(Beginning of Supplied entries)
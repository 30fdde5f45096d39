//! Notification schedule and the per-document firing rule
//!
//! A schedule is a set of day offsets before expiry. An offset is *crossed*
//! once `days_left <= offset`. On each check at most one alert fires per
//! document: the smallest crossed offset, and only if it is smaller than the
//! last offset already notified for that document.

use anyhow::{anyhow, Result};
use chrono::NaiveDate;
use serde::{Deserialize, Serialize};

pub const DEFAULT_OFFSETS: [u32; 6] = [180, 90, 30, 14, 7, 1];

/// Day offsets before expiry, kept sorted descending without duplicates
#[derive(Debug, Clone, PartialEq, Eq, Serialize, Deserialize)]
#[serde(from = "Vec<u32>", into = "Vec<u32>")]
pub struct NotificationSchedule {
    offsets: Vec<u32>,
}

impl Default for NotificationSchedule {
    fn default() -> Self {
        Self::new(DEFAULT_OFFSETS.to_vec())
    }
}

impl From<Vec<u32>> for NotificationSchedule {
    fn from(offsets: Vec<u32>) -> Self {
        Self::new(offsets)
    }
}

impl From<NotificationSchedule> for Vec<u32> {
    fn from(schedule: NotificationSchedule) -> Self {
        schedule.offsets
    }
}

impl NotificationSchedule {
    pub fn new(mut offsets: Vec<u32>) -> Self {
        offsets.sort_unstable_by(|a, b| b.cmp(a));
        offsets.dedup();
        Self { offsets }
    }

    /// No offsets at all; such a schedule never fires
    pub fn disabled() -> Self {
        Self { offsets: vec![] }
    }

    /// Parse the settings text form, e.g. `"180, 90, 30"`
    ///
    /// Blank input yields a disabled schedule.
    pub fn parse_list(text: &str) -> Result<Self> {
        let mut offsets = Vec::new();
        for part in text.split(',') {
            let part = part.trim();
            if part.is_empty() {
                continue;
            }
            let days = part
                .parse::<u32>()
                .map_err(|_| anyhow!("Invalid notification day '{}': expected a whole number of days", part))?;
            offsets.push(days);
        }
        Ok(Self::new(offsets))
    }

    pub fn offsets(&self) -> &[u32] {
        &self.offsets
    }

    pub fn is_empty(&self) -> bool {
        self.offsets.is_empty()
    }

    /// Most urgent offset already reached, if any
    pub fn smallest_crossed(&self, days_left: i64) -> Option<u32> {
        self.offsets
            .iter()
            .rev()
            .copied()
            .find(|&offset| days_left <= i64::from(offset))
    }

    /// Offset to notify for now, or `None`
    ///
    /// `last_notified` is the smallest offset already fired for the document's
    /// current expiry date.
    pub fn due_offset(&self, days_left: i64, last_notified: Option<u32>) -> Option<u32> {
        let candidate = self.smallest_crossed(days_left)?;
        match last_notified {
            Some(last) if candidate >= last => None,
            _ => Some(candidate),
        }
    }
}

impl std::fmt::Display for NotificationSchedule {
    fn fmt(&self, f: &mut std::fmt::Formatter<'_>) -> std::fmt::Result {
        let parts: Vec<String> = self.offsets.iter().map(|o| o.to_string()).collect();
        f.write_str(&parts.join(", "))
    }
}

/// Persisted bookkeeping of the last alert sent for one document
#[derive(Debug, Clone, PartialEq, Eq, Serialize, Deserialize)]
pub struct NotificationRecord {
    pub document_id: i64,
    pub last_offset: u32,
    /// Expiry the alert was about; a renewed document starts fresh
    pub expiry_date: NaiveDate,
    pub notified_at: chrono::DateTime<chrono::Utc>,
}

impl NotificationRecord {
    /// Last notified offset if the record still applies to `expiry`
    pub fn offset_for(record: Option<&NotificationRecord>, expiry: NaiveDate) -> Option<u32> {
        record
            .filter(|r| r.expiry_date == expiry)
            .map(|r| r.last_offset)
    }
}

#[cfg(test)]
mod tests {
    use super::*;

    #[test]
    fn test_default_schedule() {
        let schedule = NotificationSchedule::default();
        assert_eq!(schedule.offsets(), &[180, 90, 30, 14, 7, 1]);
        assert_eq!(schedule.to_string(), "180, 90, 30, 14, 7, 1");
    }

    #[test]
    fn test_normalizes_order_and_duplicates() {
        let schedule = NotificationSchedule::new(vec![7, 30, 180, 30, 1]);
        assert_eq!(schedule.offsets(), &[180, 30, 7, 1]);
    }

    #[test]
    fn test_parse_list() {
        let schedule = NotificationSchedule::parse_list("1, 7,14 ,30").unwrap();
        assert_eq!(schedule.offsets(), &[30, 14, 7, 1]);
        assert!(NotificationSchedule::parse_list("").unwrap().is_empty());
        assert!(NotificationSchedule::parse_list("30, soon").is_err());
        assert!(NotificationSchedule::parse_list("-5").is_err());
    }

    #[test]
    fn test_empty_schedule_never_fires() {
        let schedule = NotificationSchedule::disabled();
        assert_eq!(schedule.due_offset(0, None), None);
        assert_eq!(schedule.due_offset(-10, None), None);
    }

    #[test]
    fn test_nothing_crossed_far_from_expiry() {
        let schedule = NotificationSchedule::default();
        assert_eq!(schedule.due_offset(181, None), None);
        assert_eq!(schedule.due_offset(180, None), Some(180));
    }

    #[test]
    fn test_no_fire_between_thresholds_once_notified() {
        let schedule = NotificationSchedule::default();
        // 180 already sent; 95 days has not reached 90 yet
        assert_eq!(schedule.due_offset(95, Some(180)), None);
        assert_eq!(schedule.due_offset(90, Some(180)), Some(90));
    }

    #[test]
    fn test_skipped_checks_fire_only_most_urgent() {
        let schedule = NotificationSchedule::default();
        // Last alert was at 90; by 25 days the 30 offset is the most urgent crossed
        assert_eq!(schedule.due_offset(25, Some(90)), Some(30));
        // Jumped from 90 straight past 30 and 14
        assert_eq!(schedule.due_offset(10, Some(90)), Some(14));
    }

    #[test]
    fn test_never_twice_for_same_offset() {
        let schedule = NotificationSchedule::default();
        let mut last = None;
        let mut fired = Vec::new();
        for days in (-5..=200).rev() {
            if let Some(offset) = schedule.due_offset(days, last) {
                fired.push(offset);
                last = Some(offset);
            }
        }
        assert_eq!(fired, vec![180, 90, 30, 14, 7, 1]);
    }

    #[test]
    fn test_expired_fires_smallest_once() {
        let schedule = NotificationSchedule::default();
        assert_eq!(schedule.due_offset(-3, None), Some(1));
        assert_eq!(schedule.due_offset(-3, Some(1)), None);
    }

    #[test]
    fn test_schedule_shrink_does_not_refire() {
        // 14 was sent under the old schedule; new schedule only has 30 and 7
        let schedule = NotificationSchedule::new(vec![30, 7]);
        assert_eq!(schedule.due_offset(12, Some(14)), None);
        assert_eq!(schedule.due_offset(7, Some(14)), Some(7));
    }

    #[test]
    fn test_record_applies_to_same_expiry_only() {
        let expiry = NaiveDate::from_ymd_opt(2027, 1, 1).unwrap();
        let record = NotificationRecord {
            document_id: 1,
            last_offset: 30,
            expiry_date: expiry,
            notified_at: chrono::Utc::now(),
        };
        assert_eq!(NotificationRecord::offset_for(Some(&record), expiry), Some(30));
        let renewed = NaiveDate::from_ymd_opt(2037, 1, 1).unwrap();
        assert_eq!(NotificationRecord::offset_for(Some(&record), renewed), None);
        assert_eq!(NotificationRecord::offset_for(None, expiry), None);
    }

    #[test]
    fn test_serde_as_plain_list() {
        let schedule: NotificationSchedule = serde_json::from_str("[1, 30, 7]").unwrap();
        assert_eq!(schedule.offsets(), &[30, 7, 1]);
        assert_eq!(serde_json::to_string(&schedule).unwrap(), "[30,7,1]");
    }
}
(End of Supplied entries)
§ About this task:
Every line above that holds the word "fired" is to be found and copied.

§ Task output:
    /// `last_notified` is the smallest offset already fired for the document's
        let mut fired = Vec::new();
                fired.push(offset);
        assert_eq!(fired, vec![180, 90, 30, 14, 7, 1]);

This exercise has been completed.